When you reach the line containing "let denominator = 1.0" in the records below, start copying exactly, and stop once you have copied the line containing "pub fn spherical_face_area(face: &[usize], nodes: &[Node])".

__Data provided__
---*---
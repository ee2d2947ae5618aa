//! Geodesic areas of spherical triangles and polygons.
//!
//! Triangle areas use the spherical-excess formula in the Oosterom-Strackee
//! arctangent form,
//! tan(E/2) = |a · (b × c)| / (1 + a·b + b·c + c·a),
//! which stays accurate for thin and small triangles where summing corner
//! angles loses precision. Polygon areas fan-triangulate from the first
//! vertex; excess areas are additive over any decomposition whose pieces
//! share great-circle edges.

use super::spherical::Node;

/// Geodesic area of the spherical triangle with unit-vector corners a, b, c.
pub fn spherical_triangle_area(a: &Node, b: &Node, c: &Node) -> f64 {
    let numerator = a.dot(&b.cross(c)).abs();
    let denominator = 1.0 + a.dot(b) + b.dot(c) + c.dot(a);
    2.0 * numerator.atan2(denominator)
}

/// Geodesic area of a spherical polygon given by node indices.
pub fn spherical_face_area(face: &[usize], nodes: &[Node]) -> f64 {
    let n0 = &nodes[face[0]];
    (0..face.len() - 2)
        .map(|k| spherical_triangle_area(n0, &nodes[face[k + 1]], &nodes[face[k + 2]]))
        .sum()
}
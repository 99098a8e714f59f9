use crate::entities::{Order, Trade};
use crate::value_objects::{OrderId, Price, Quantity, Side, Symbol, Timestamp, TradeId, TraderId};
use serde::{Deserialize, Serialize};

/// Domain events emitted by the engine
#[derive(Debug, Clone, Serialize, Deserialize)]
#[serde(tag = "event_type", rename_all = "camelCase")]
pub enum EngineEvent {
    /// Order was dequeued and entered matching
    OrderAccepted(OrderAcceptedEvent),
    /// Unmatched remainder was placed into the book
    OrderRested(OrderRestedEvent),
    /// Trade occurred
    TradeExecuted(TradeExecutedEvent),
}

#[derive(Debug, Clone, Serialize, Deserialize)]
pub struct OrderAcceptedEvent {
    pub order_id: OrderId,
    pub trader: TraderId,
    pub symbol: Symbol,
    pub side: Side,
    pub price: Price,
    pub quantity: Quantity,
    pub timestamp: Timestamp,
}

#[derive(Debug, Clone, Serialize, Deserialize)]
pub struct OrderRestedEvent {
    pub order_id: OrderId,
    pub symbol: Symbol,
    pub side: Side,
    pub price: Price,
    pub remaining_quantity: Quantity,
    pub timestamp: Timestamp,
}

#[derive(Debug, Clone, Serialize, Deserialize)]
pub struct TradeExecutedEvent {
    pub trade_id: TradeId,
    pub symbol: Symbol,
    pub price: Price,
    pub quantity: Quantity,
    pub buyer_order_id: OrderId,
    pub seller_order_id: OrderId,
    pub taker_side: Side,
    pub seq: u64,
    pub timestamp: Timestamp,
}

impl From<&Order> for OrderAcceptedEvent {
    fn from(order: &Order) -> Self {
        OrderAcceptedEvent {
            order_id: order.id,
            trader: order.trader.clone(),
            symbol: order.symbol.clone(),
            side: order.side,
            price: order.price,
            quantity: order.quantity,
            timestamp: order.created_at,
        }
    }
}

impl From<&Order> for OrderRestedEvent {
    fn from(order: &Order) -> Self {
        OrderRestedEvent {
            order_id: order.id,
            symbol: order.symbol.clone(),
            side: order.side,
            price: order.price,
            remaining_quantity: order.remaining_quantity(),
            timestamp: order.updated_at,
        }
    }
}

impl From<&Trade> for TradeExecutedEvent {
    fn from(trade: &Trade) -> Self {
        TradeExecutedEvent {
            trade_id: trade.id,
            symbol: trade.symbol.clone(),
            price: trade.price,
            quantity: trade.quantity,
            buyer_order_id: trade.buyer_order_id,
            seller_order_id: trade.seller_order_id,
            taker_side: trade.taker_side,
            seq: trade.seq,
            timestamp: trade.timestamp,
        }
    }
}
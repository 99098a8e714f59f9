mod order;
mod price_level;
mod trade;

pub use order::{Order, OrderStatus};
pub use price_level::PriceLevel;
pub use trade::Trade;
use aurora_core::{Trade, TraderId};
use rust_decimal::Decimal;
use std::collections::HashMap;

/// Per-trader signed cash accumulator.
///
/// The buyer is debited quantity x price and the seller credited the same
/// amount, applied as one unit per trade, so the ledger always nets to zero
/// across all traders. Mutated only by the engine thread.
#[derive(Debug, Clone, Default)]
pub struct PnlLedger {
    balances: HashMap<TraderId, Decimal>,
}

impl PnlLedger {
    pub fn new() -> Self {
        Self::default()
    }

    pub fn credit(&mut self, trader: &TraderId, amount: Decimal) {
        *self.balances.entry(trader.clone()).or_insert(Decimal::ZERO) += amount;
    }

    pub fn debit(&mut self, trader: &TraderId, amount: Decimal) {
        *self.balances.entry(trader.clone()).or_insert(Decimal::ZERO) -= amount;
    }

    /// Apply both legs of a trade as a single unit
    pub fn apply_trade(&mut self, trade: &Trade) {
        let notional = trade.notional();
        self.debit(&trade.buyer, notional);
        self.credit(&trade.seller, notional);
    }

    /// Signed cash for one trader (zero if the trader never traded)
    pub fn cash(&self, trader: &TraderId) -> Decimal {
        self.balances.get(trader).copied().unwrap_or(Decimal::ZERO)
    }

    pub fn balances(&self) -> &HashMap<TraderId, Decimal> {
        &self.balances
    }

    /// Owned point-in-time copy for reporting
    pub fn snapshot(&self) -> HashMap<TraderId, Decimal> {
        self.balances.clone()
    }

    /// Sum over all traders; zero whenever every trade carried both legs
    pub fn net(&self) -> Decimal {
        self.balances.values().sum()
    }

    pub fn is_empty(&self) -> bool {
        self.balances.is_empty()
    }
}
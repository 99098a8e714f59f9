use crate::value_objects::{Price, Quantity};
use serde::{Deserialize, Serialize};

/// One aggregated row of the market ladder: a price and the summed resting
/// quantity at that price.
#[derive(Debug, Clone, Serialize, Deserialize)]
pub struct PriceLevel {
    pub price: Price,
    pub quantity: Quantity,
}

impl PriceLevel {
    pub fn new(price: Price, quantity: Quantity) -> Self {
        PriceLevel { price, quantity }
    }

    pub fn is_empty(&self) -> bool {
        self.quantity.is_zero()
    }
}

impl From<(Price, Quantity)> for PriceLevel {
    fn from((price, quantity): (Price, Quantity)) -> Self {
        PriceLevel { price, quantity }
    }
}

impl PartialEq for PriceLevel {
    fn eq(&self, other: &Self) -> bool {
        self.price == other.price && self.quantity == other.quantity
    }
}

impl Eq for PriceLevel {}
---*---
__Task solution__
    let denominator = 1.0 + a.dot(b) + b.dot(c) + c.dot(a);
    2.0 * numerator.atan2(denominator)
}

/// Geodesic area of a spherical polygon given by node indices.
pub fn spherical_face_area(face: &[usize], nodes: &[Node]) -> f64 {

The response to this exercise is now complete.